Google Glass: making wearable computing mainstream?
Could Google's connected glasses suggest a future where we're surrounded by wearable tech? And what does that mean for our mobile phones?
My earlier scepticism about Google Glass is beginning to erode under a battering of upbeat, positive reviews of it as an idea, after the spectacular demo at GoogleI/O last week.
To continue our history lesson, another huge shift occurred in the late 1800s when the motion picture was invented. It enabled visual storytelling and at a mass scale unimaginable before.
The equivalent to that moment, of a technology that works regardless of age, education, literacy or intelligence, is happening right now with the advent of wearable computing. These wearable technologies like Google’s glasses that project information right where a person is looking will have the same effect on smartphones and computers as the motion picture did on books.
The headline asserts that the glasses let “technology slip into the background”. Sounds quite post-digital, doesn’t it?
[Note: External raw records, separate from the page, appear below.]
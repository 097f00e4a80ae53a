//! Paginator arithmetic: which page links to show around the current page.

use crate::model::PageNumber;

/// Number of pages shown on each side of the current page.
pub const WINDOW_RADIUS: u32 = 3;

/// One entry in the paginator strip.
#[derive(Debug, Clone, Copy, PartialEq, Eq)]
pub enum PageLink {
    Page(PageNumber),
    Current(PageNumber),
    /// Elided run of pages.
    Gap,
}

/// Page links for `current` out of `max_page` known pages.
///
/// Shows `current ± WINDOW_RADIUS`, always keeps the first and last page, and
/// inserts a [`PageLink::Gap`] where more than one page is skipped.
#[must_use]
pub fn visible_pages(current: PageNumber, max_page: u32) -> Vec<PageLink> {
    if max_page == 0 {
        return Vec::new();
    }
    let current_raw = current.get().min(max_page);
    let start = current_raw.saturating_sub(WINDOW_RADIUS).max(1);
    let end = current_raw.saturating_add(WINDOW_RADIUS).min(max_page);

    let mut links = Vec::new();
    if start > 1 {
        links.push(link(1, current_raw));
        if start > 2 {
            links.push(PageLink::Gap);
        }
    }
    for page in start..=end {
        links.push(link(page, current_raw));
    }
    if end < max_page {
        if end + 1 < max_page {
            links.push(PageLink::Gap);
        }
        links.push(link(max_page, current_raw));
    }
    links
}

fn link(page: u32, current: u32) -> PageLink {
    // Callers only pass pages >= 1.
    let number = PageNumber::new(page).unwrap_or_default();
    if page == current {
        PageLink::Current(number)
    } else {
        PageLink::Page(number)
    }
}

#[must_use]
pub fn can_go_previous(current: PageNumber) -> bool {
    current.previous().is_some()
}

#[must_use]
pub fn can_go_next(current: PageNumber, max_page: u32) -> bool {
    current.get() < max_page
}

#[cfg(test)]
mod tests {
    use super::*;

    fn page(n: u32) -> PageNumber {
        PageNumber::new(n).unwrap()
    }

    fn render(links: &[PageLink]) -> String {
        links
            .iter()
            .map(|l| match l {
                PageLink::Page(p) => p.to_string(),
                PageLink::Current(p) => format!("[{p}]"),
                PageLink::Gap => "…".to_string(),
            })
            .collect::<Vec<_>>()
            .join(" ")
    }

    #[test]
    fn small_catalog_shows_every_page() {
        assert_eq!(render(&visible_pages(page(2), 4)), "1 [2] 3 4");
    }

    #[test]
    fn large_catalog_elides_both_ends() {
        assert_eq!(
            render(&visible_pages(page(10), 20)),
            "1 … 7 8 9 [10] 11 12 13 … 20"
        );
    }

    #[test]
    fn no_gap_when_only_one_page_is_skipped() {
        assert_eq!(render(&visible_pages(page(5), 9)), "1 2 3 4 [5] 6 7 8 9");
        assert_eq!(render(&visible_pages(page(1), 5)), "[1] 2 3 4 5");
    }

    #[test]
    fn empty_when_nothing_known() {
        assert!(visible_pages(page(1), 0).is_empty());
    }

    #[test]
    fn navigation_bounds() {
        assert!(!can_go_previous(page(1)));
        assert!(can_go_previous(page(2)));
        assert!(can_go_next(page(2), 3));
        assert!(!can_go_next(page(3), 3));
    }
}
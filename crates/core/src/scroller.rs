use std::time::Duration;

use thiserror::Error;

/// Base dwell time per line at speed 1.0.
pub const BASE_INTERVAL_MS: u64 = 3_000;
pub const DEFAULT_SPEED: f32 = 0.7;
pub const MIN_SPEED: f32 = 0.1;
pub const MAX_SPEED: f32 = 4.0;

#[derive(Debug, Error, Clone, PartialEq, Eq)]
#[non_exhaustive]
pub enum ScrollerError {
    #[error("scroller needs at least one line")]
    Empty,
}

/// Cursor over the lines of a long-form text, with optional auto-advance.
///
/// Navigation wraps around at both ends. The caller owns the timer: it sleeps
/// for [`SentenceScroller::interval`] and calls [`SentenceScroller::tick`].
#[derive(Debug, Clone, PartialEq)]
pub struct SentenceScroller {
    lines: Vec<String>,
    index: usize,
    auto: bool,
    speed: f32,
}

impl SentenceScroller {
    /// # Errors
    ///
    /// Returns `ScrollerError::Empty` when `lines` is empty.
    pub fn new(lines: Vec<String>) -> Result<Self, ScrollerError> {
        if lines.is_empty() {
            return Err(ScrollerError::Empty);
        }
        Ok(Self {
            lines,
            index: 0,
            auto: false,
            speed: DEFAULT_SPEED,
        })
    }

    #[must_use]
    pub fn with_speed(mut self, speed: f32) -> Self {
        self.set_speed(speed);
        self
    }

    #[must_use]
    pub fn lines(&self) -> &[String] {
        &self.lines
    }

    #[must_use]
    pub fn index(&self) -> usize {
        self.index
    }

    #[must_use]
    pub fn current(&self) -> &str {
        &self.lines[self.index]
    }

    #[must_use]
    pub fn len(&self) -> usize {
        self.lines.len()
    }

    #[must_use]
    pub fn is_empty(&self) -> bool {
        self.lines.is_empty()
    }

    #[must_use]
    pub fn is_auto_scrolling(&self) -> bool {
        self.auto
    }

    #[must_use]
    pub fn speed(&self) -> f32 {
        self.speed
    }

    /// Sets the speed multiplier, clamped to `[MIN_SPEED, MAX_SPEED]`.
    /// Non-finite values reset to the default speed.
    pub fn set_speed(&mut self, speed: f32) {
        self.speed = if speed.is_finite() {
            speed.clamp(MIN_SPEED, MAX_SPEED)
        } else {
            DEFAULT_SPEED
        };
    }

    pub fn toggle_auto(&mut self) -> bool {
        self.auto = !self.auto;
        self.auto
    }

    pub fn next(&mut self) {
        self.index = (self.index + 1) % self.lines.len();
    }

    pub fn previous(&mut self) {
        self.index = (self.index + self.lines.len() - 1) % self.lines.len();
    }

    /// Advances one line if auto-scrolling. Returns whether the cursor moved.
    pub fn tick(&mut self) -> bool {
        if self.auto {
            self.next();
        }
        self.auto
    }

    /// Dwell time per line at the current speed.
    #[must_use]
    pub fn interval(&self) -> Duration {
        #[allow(clippy::cast_precision_loss, clippy::cast_possible_truncation, clippy::cast_sign_loss)]
        let ms = (BASE_INTERVAL_MS as f32 / self.speed).round() as u64;
        Duration::from_millis(ms)
    }

    /// Fraction of the text read so far, in `(0, 1]`.
    #[must_use]
    pub fn progress(&self) -> f32 {
        #[allow(clippy::cast_precision_loss)]
        let fraction = (self.index + 1) as f32 / self.lines.len() as f32;
        fraction
    }
}

#[cfg(test)]
mod tests {
    use super::*;

    fn scroller(n: usize) -> SentenceScroller {
        SentenceScroller::new((1..=n).map(|i| format!("line {i}")).collect()).unwrap()
    }

    #[test]
    fn rejects_empty_text() {
        assert_eq!(SentenceScroller::new(Vec::new()).unwrap_err(), ScrollerError::Empty);
    }

    #[test]
    fn navigation_wraps_both_ways() {
        let mut s = scroller(3);
        s.previous();
        assert_eq!(s.index(), 2);
        assert_eq!(s.current(), "line 3");
        s.next();
        assert_eq!(s.index(), 0);
    }

    #[test]
    fn tick_only_moves_while_auto() {
        let mut s = scroller(2);
        assert!(!s.tick());
        assert_eq!(s.index(), 0);
        assert!(s.toggle_auto());
        assert!(s.tick());
        assert_eq!(s.index(), 1);
        assert!(s.tick());
        assert_eq!(s.index(), 0);
    }

    #[test]
    fn interval_scales_with_speed() {
        let s = scroller(1).with_speed(1.0);
        assert_eq!(s.interval(), Duration::from_millis(3_000));
        let s = scroller(1).with_speed(0.5);
        assert_eq!(s.interval(), Duration::from_millis(6_000));
        let s = scroller(1).with_speed(100.0);
        assert!((s.speed() - MAX_SPEED).abs() < f32::EPSILON);
        let s = scroller(1).with_speed(f32::NAN);
        assert!((s.speed() - DEFAULT_SPEED).abs() < f32::EPSILON);
    }

    #[test]
    fn progress_counts_current_line() {
        let mut s = scroller(4);
        assert!((s.progress() - 0.25).abs() < f32::EPSILON);
        s.next();
        s.next();
        s.next();
        assert!((s.progress() - 1.0).abs() < f32::EPSILON);
    }
}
And then there’s Steven Levy for WIRED’s Gadget Lab, quoting Google’s Babak Parviz:
Parviz: We want people to be engaged with the physical world. We want to untether them from the desktops and laptops. You want to have something where don’t feel like you’re wearing technology. Where your eyes are pretty much open to the environment, your ears are open, your hands are free — but you can engage with the technology if you need to.
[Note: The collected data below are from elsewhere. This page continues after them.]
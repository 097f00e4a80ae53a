mod category;
mod ids;
pub mod item;
mod progress;

pub use category::{Category, CategoryRegistry, ContentKind, page_resource_path};
pub use ids::{CategoryId, CategoryIdError, ContentId, PageNumber, PageNumberError, ParseIdError};
pub use item::{
    ContentDecodeError, ContentItem, Conversation, DialogueLine, ItemKind, Phrase, Sentence,
    Speech, Word, decode_page,
};
pub use progress::{MarkedItem, ProgressRecord};
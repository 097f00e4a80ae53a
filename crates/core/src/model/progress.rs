use std::collections::BTreeMap;

use chrono::{DateTime, Utc};
use serde::{Deserialize, Serialize};

use crate::model::ids::{CategoryId, ContentId, PageNumber};

/// A user bookmark referencing one content item by `(category, id)`.
#[derive(Debug, Clone, PartialEq, Eq, Serialize, Deserialize)]
pub struct MarkedItem {
    pub category: CategoryId,
    pub id: ContentId,
    #[serde(with = "chrono::serde::ts_milliseconds")]
    pub timestamp: DateTime<Utc>,
}

/// Client-local reading state: last page per category plus bookmarks.
///
/// Serialized as a single json blob with camelCase keys and millisecond
/// timestamps. Bookmarks are kept in insertion order; at most one entry exists
/// per `(category, id)` because [`ProgressRecord::toggle_marked`] is the only
/// way to add one.
#[derive(Debug, Clone, Default, PartialEq, Eq, Serialize, Deserialize)]
#[serde(rename_all = "camelCase")]
pub struct ProgressRecord {
    #[serde(default)]
    last_visited_page: BTreeMap<CategoryId, PageNumber>,
    #[serde(default)]
    marked_items: Vec<MarkedItem>,
}

impl ProgressRecord {
    #[must_use]
    pub fn new() -> Self {
        Self::default()
    }

    /// Last page visited in `category`, page 1 when never visited.
    #[must_use]
    pub fn last_visited_page(&self, category: &CategoryId) -> PageNumber {
        self.last_visited_page
            .get(category)
            .copied()
            .unwrap_or_default()
    }

    pub fn set_last_visited_page(&mut self, category: CategoryId, page: PageNumber) {
        self.last_visited_page.insert(category, page);
    }

    #[must_use]
    pub fn is_marked(&self, category: &CategoryId, id: ContentId) -> bool {
        self.position(category, id).is_some()
    }

    /// Adds the bookmark stamped with `now` if absent, removes it if present.
    ///
    /// Returns the new marked state.
    pub fn toggle_marked(&mut self, category: &CategoryId, id: ContentId, now: DateTime<Utc>) -> bool {
        if let Some(index) = self.position(category, id) {
            self.marked_items.remove(index);
            false
        } else {
            self.marked_items.push(MarkedItem {
                category: category.clone(),
                id,
                timestamp: now,
            });
            true
        }
    }

    /// Bookmarks, optionally restricted to one category, most recent first.
    ///
    /// Entries with equal timestamps are ordered by insertion, latest first.
    #[must_use]
    pub fn marked(&self, category: Option<&CategoryId>) -> Vec<MarkedItem> {
        let mut items: Vec<MarkedItem> = self
            .marked_items
            .iter()
            .rev()
            .filter(|item| category.is_none_or(|c| &item.category == c))
            .cloned()
            .collect();
        items.sort_by(|a, b| b.timestamp.cmp(&a.timestamp));
        items
    }

    #[must_use]
    pub fn marked_count(&self) -> usize {
        self.marked_items.len()
    }

    fn position(&self, category: &CategoryId, id: ContentId) -> Option<usize> {
        self.marked_items
            .iter()
            .position(|item| &item.category == category && item.id == id)
    }
}
//! Page loading: where content comes from, how it is cached, and how pages are discovered.

pub mod cache;
pub mod config;
pub mod loader;
pub mod source;

pub use cache::PageCache;
pub use config::{ContentSourceConfig, DiscoveryStrategy, LoaderConfig};
pub use loader::{ContentLoader, PageFetch, PageWindow};
pub use source::{ContentSource, DirContentSource, HttpContentSource, InMemoryContentSource};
It do find the idea of our connection with digital tools being less focused on individual devices, and being more of a personal “cloud” of devices that surround us. The glasses could be one element, alongside watch-like devices, and technology integrated into clothes. And, indeed, objects in our homes or our cars.
There’s one prerequisite for all of this, though: our data moves into the cloud. Rather than direct transmission of data from device to device – like downloading photos from you camera to your laptop – the data streams up to the cloud and back down again. Apple’s photostream, part of iCloud, is an example of that. You send photos from one device to another in your house, via a data centre in North Carolina. The advantage of this, of course, is that it’s asynchronous. It happens constantly, and in the background, so you don’t have to actually do anything to make it happen. You also don’t need to transfer files repeatedly if you want them on multiple devices. As devices proliferate, that becomes critical. No-one wants to spend half an hour in the morning synchronising everything.
The only question left is how this is all mediated. Do all devices have their own internet connection? Are our glasses, watches and cameras – alongside digital devices we’ve not yet even considered – all going to contain their own little 4G chip, talking independently to the cloud? Or is the mobile phone going to become the personal internet hub, connecting seamlessly to our personal cloud of devices over bluetooth, and sending whatever is needed up to, and back from, the internet?
That brings us down to a question that will determine the future of whole industries: will the mobile phone be just one connected device we own amongst many, or will it be the hub of our connected lives?